### How to complete this task:
Copy all lines holding the word "describe" from the entries.

Dataset entries:
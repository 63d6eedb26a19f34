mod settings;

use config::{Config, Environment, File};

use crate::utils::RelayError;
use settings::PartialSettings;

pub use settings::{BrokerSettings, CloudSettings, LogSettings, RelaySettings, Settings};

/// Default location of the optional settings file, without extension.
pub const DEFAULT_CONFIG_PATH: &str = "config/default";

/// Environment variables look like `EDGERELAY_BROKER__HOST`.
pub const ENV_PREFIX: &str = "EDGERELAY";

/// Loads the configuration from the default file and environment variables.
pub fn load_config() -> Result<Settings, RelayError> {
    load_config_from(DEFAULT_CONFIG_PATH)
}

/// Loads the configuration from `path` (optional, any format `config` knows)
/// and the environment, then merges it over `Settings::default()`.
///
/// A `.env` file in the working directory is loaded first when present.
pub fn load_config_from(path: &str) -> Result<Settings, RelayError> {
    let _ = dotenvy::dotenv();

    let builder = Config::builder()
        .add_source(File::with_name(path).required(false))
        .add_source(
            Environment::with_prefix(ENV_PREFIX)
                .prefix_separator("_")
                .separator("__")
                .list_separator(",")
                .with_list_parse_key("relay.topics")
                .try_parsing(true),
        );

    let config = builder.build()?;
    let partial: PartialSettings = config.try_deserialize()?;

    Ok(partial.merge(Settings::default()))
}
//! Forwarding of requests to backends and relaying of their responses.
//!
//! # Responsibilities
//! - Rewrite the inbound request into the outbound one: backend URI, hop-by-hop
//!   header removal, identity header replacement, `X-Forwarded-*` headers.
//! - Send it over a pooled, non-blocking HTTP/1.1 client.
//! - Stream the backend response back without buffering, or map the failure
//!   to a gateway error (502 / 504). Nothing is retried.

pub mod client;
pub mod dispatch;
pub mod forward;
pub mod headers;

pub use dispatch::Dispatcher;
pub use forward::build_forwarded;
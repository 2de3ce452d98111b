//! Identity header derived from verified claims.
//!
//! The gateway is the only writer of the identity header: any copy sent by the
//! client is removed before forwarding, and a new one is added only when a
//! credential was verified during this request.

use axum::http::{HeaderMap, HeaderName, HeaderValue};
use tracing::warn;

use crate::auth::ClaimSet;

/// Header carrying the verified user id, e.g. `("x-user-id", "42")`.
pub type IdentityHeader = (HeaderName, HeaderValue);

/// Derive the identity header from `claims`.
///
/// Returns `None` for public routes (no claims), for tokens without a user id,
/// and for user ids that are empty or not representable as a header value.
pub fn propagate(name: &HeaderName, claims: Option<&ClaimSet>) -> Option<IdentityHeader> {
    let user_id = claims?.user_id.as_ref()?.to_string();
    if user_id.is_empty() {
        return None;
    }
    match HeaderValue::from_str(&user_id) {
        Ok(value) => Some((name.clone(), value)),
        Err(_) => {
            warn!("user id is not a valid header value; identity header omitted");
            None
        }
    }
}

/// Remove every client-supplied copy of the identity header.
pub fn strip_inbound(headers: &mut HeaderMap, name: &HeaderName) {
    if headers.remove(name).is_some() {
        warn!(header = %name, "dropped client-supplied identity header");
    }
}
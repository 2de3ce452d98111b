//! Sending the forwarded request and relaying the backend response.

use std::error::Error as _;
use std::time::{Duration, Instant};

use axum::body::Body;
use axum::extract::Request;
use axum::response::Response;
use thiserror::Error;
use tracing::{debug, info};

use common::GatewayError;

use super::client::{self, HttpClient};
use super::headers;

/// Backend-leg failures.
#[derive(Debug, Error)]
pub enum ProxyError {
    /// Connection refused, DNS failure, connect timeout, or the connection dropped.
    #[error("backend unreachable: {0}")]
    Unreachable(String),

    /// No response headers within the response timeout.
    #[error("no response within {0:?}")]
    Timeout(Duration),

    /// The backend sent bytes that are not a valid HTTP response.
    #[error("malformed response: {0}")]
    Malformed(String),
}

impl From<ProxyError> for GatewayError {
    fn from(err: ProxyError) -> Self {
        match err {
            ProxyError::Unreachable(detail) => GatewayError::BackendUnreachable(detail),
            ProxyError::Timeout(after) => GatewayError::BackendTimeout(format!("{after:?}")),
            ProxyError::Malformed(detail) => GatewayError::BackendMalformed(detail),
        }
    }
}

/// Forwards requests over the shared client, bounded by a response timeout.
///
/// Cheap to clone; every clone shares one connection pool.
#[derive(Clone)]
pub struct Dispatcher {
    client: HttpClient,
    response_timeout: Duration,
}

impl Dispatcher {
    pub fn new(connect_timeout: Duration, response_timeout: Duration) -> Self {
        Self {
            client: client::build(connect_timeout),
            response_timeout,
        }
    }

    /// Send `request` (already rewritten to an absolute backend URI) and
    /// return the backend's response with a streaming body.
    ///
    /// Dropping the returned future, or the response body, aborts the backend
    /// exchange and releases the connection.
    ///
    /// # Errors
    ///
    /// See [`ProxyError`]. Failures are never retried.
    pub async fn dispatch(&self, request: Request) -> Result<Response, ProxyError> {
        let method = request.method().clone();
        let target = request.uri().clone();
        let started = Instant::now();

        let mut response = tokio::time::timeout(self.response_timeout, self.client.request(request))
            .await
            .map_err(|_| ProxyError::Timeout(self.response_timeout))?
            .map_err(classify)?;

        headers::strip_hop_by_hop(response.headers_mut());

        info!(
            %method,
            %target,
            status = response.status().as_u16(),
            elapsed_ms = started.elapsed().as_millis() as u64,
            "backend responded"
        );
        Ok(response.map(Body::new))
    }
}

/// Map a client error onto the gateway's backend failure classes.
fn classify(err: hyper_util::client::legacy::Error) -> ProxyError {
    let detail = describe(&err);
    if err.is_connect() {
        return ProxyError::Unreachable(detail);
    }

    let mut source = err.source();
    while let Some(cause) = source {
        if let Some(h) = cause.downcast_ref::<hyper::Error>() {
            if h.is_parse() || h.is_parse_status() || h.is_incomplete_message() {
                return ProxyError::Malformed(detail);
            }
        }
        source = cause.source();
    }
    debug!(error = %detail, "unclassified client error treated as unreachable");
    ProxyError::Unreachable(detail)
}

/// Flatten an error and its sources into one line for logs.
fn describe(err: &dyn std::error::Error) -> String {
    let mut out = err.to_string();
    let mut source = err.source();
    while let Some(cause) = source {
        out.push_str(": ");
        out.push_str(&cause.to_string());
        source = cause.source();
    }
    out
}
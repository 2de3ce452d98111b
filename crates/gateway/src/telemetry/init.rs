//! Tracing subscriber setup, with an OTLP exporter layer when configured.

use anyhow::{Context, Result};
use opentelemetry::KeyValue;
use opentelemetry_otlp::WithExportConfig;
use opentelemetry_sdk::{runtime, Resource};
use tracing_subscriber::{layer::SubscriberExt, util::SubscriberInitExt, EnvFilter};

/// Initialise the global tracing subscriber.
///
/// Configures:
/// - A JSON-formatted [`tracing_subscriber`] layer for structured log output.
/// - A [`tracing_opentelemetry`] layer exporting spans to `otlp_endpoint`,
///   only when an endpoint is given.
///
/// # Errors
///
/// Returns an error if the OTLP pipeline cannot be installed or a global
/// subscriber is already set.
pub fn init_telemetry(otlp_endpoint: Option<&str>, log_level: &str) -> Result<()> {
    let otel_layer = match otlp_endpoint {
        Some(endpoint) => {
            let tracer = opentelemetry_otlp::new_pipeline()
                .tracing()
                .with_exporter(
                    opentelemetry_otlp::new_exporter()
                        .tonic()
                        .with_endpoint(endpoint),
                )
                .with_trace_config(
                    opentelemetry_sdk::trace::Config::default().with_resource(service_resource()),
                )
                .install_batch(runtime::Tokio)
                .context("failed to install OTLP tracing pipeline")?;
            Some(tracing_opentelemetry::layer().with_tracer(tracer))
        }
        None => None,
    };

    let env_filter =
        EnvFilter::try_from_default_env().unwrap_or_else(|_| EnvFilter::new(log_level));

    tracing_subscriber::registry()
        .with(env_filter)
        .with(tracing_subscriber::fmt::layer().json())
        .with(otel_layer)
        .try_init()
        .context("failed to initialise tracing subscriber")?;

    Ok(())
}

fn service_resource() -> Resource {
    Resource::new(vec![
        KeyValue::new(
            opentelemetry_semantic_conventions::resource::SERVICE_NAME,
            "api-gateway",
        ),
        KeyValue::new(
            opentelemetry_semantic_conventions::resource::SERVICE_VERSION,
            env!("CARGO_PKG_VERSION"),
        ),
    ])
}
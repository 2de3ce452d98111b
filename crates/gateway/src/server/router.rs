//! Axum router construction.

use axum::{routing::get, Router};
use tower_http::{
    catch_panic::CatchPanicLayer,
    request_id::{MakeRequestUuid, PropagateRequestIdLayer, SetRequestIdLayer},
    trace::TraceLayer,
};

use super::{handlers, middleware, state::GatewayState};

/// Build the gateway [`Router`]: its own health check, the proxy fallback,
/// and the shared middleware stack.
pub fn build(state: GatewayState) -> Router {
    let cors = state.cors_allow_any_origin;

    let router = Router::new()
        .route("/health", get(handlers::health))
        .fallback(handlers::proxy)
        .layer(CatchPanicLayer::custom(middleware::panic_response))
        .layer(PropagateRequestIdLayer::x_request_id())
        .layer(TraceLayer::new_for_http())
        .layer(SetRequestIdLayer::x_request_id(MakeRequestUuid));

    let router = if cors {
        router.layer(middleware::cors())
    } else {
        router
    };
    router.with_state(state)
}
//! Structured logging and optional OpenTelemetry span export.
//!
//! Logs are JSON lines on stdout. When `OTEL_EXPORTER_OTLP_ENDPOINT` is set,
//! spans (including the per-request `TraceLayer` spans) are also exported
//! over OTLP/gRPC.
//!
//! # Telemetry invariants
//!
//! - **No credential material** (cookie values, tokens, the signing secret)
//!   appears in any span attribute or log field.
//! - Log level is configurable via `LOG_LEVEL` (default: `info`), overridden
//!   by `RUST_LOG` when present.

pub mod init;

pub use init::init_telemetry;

* * *

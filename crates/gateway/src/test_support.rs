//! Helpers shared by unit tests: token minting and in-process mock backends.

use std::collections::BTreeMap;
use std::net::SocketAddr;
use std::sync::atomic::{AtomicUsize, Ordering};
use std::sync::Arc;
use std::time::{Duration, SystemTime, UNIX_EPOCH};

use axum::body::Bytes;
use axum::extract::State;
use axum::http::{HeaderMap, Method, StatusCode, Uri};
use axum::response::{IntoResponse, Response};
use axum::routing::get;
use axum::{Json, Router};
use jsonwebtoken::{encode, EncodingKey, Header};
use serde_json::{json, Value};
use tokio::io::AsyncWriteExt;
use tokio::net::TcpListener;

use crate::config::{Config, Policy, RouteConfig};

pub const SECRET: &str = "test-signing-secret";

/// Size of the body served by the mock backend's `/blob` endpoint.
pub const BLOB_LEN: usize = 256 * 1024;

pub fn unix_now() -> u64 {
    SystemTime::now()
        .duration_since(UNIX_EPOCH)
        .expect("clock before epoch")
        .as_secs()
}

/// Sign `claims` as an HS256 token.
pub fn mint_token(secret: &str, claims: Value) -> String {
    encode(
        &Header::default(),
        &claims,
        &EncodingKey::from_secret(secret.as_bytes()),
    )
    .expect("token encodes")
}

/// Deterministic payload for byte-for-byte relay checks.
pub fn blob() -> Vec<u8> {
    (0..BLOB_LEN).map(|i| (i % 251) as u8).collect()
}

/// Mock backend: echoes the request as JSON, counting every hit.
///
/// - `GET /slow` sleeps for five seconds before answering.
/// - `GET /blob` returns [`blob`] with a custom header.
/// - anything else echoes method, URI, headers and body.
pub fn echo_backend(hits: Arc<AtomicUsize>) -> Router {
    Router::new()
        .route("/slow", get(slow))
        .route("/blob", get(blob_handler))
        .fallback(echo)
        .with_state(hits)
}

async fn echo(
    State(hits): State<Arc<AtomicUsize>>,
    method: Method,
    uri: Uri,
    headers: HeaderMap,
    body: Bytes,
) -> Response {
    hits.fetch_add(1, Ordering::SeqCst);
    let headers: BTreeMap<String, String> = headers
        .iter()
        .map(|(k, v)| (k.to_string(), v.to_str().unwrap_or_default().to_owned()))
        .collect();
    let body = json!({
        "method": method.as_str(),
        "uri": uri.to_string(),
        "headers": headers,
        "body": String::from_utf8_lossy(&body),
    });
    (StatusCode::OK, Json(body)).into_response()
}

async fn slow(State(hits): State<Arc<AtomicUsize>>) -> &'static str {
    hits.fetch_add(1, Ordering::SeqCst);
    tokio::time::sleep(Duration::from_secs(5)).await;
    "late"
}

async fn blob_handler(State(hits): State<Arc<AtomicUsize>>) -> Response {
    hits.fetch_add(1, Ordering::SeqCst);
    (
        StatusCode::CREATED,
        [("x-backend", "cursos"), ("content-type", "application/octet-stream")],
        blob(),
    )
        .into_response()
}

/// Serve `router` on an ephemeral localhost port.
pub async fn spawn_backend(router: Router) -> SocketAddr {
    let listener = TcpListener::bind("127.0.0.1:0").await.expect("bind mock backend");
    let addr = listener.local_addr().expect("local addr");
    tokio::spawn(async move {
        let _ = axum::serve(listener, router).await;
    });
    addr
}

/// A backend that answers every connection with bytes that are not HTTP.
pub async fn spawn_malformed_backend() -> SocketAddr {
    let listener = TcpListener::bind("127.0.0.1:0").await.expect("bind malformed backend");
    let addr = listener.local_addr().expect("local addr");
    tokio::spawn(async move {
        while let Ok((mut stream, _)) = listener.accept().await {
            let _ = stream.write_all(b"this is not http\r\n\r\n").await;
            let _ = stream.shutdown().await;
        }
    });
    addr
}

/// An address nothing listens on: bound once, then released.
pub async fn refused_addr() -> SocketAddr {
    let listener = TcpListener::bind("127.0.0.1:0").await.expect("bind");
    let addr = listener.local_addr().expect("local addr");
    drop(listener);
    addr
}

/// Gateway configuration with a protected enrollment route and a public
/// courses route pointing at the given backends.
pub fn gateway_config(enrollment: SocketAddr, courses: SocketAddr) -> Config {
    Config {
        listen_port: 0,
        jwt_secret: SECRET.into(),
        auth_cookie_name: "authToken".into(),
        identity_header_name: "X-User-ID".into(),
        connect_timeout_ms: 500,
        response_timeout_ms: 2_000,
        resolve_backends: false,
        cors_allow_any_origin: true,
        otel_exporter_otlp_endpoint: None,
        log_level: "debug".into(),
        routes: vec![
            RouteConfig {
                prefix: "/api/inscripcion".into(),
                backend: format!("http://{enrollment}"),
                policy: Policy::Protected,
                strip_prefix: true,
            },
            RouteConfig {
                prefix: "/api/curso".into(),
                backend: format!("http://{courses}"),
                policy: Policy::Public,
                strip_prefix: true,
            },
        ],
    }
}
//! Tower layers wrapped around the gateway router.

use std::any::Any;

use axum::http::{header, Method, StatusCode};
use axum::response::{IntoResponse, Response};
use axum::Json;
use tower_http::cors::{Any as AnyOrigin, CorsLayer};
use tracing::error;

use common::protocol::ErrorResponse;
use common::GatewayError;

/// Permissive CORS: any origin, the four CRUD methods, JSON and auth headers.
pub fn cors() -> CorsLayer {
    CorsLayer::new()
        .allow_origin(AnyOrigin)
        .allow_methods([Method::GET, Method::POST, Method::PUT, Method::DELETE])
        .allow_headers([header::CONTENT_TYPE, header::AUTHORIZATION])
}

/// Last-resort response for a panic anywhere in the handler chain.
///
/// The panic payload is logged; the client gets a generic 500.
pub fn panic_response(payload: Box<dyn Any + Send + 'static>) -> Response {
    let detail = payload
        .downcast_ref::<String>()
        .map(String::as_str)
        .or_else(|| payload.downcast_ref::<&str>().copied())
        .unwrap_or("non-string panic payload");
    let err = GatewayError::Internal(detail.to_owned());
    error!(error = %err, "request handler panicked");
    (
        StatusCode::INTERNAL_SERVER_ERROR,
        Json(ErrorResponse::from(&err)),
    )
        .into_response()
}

---

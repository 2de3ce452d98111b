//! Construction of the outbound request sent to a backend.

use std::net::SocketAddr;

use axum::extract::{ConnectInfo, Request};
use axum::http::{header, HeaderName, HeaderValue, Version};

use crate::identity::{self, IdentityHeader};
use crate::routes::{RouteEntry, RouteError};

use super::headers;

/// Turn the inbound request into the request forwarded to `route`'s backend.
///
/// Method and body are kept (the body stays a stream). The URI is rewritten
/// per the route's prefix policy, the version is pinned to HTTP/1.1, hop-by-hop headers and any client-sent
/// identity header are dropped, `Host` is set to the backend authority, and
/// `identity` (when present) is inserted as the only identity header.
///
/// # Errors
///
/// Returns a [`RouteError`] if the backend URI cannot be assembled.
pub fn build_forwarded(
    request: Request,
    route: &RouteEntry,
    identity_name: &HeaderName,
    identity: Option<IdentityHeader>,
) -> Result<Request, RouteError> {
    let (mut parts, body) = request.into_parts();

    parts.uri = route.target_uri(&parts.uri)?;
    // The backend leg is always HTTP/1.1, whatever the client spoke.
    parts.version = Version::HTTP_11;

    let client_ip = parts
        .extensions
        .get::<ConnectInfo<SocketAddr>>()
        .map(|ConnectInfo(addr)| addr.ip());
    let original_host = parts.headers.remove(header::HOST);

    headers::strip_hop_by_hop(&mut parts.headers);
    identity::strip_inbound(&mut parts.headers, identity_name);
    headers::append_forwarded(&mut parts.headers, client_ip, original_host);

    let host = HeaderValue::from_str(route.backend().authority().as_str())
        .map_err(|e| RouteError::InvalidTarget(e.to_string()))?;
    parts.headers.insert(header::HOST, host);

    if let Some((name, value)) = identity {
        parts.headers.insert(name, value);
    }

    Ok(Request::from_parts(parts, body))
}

### Your response:
    let detail = describe(&err);
fn describe(err: &dyn std::error::Error) -> String {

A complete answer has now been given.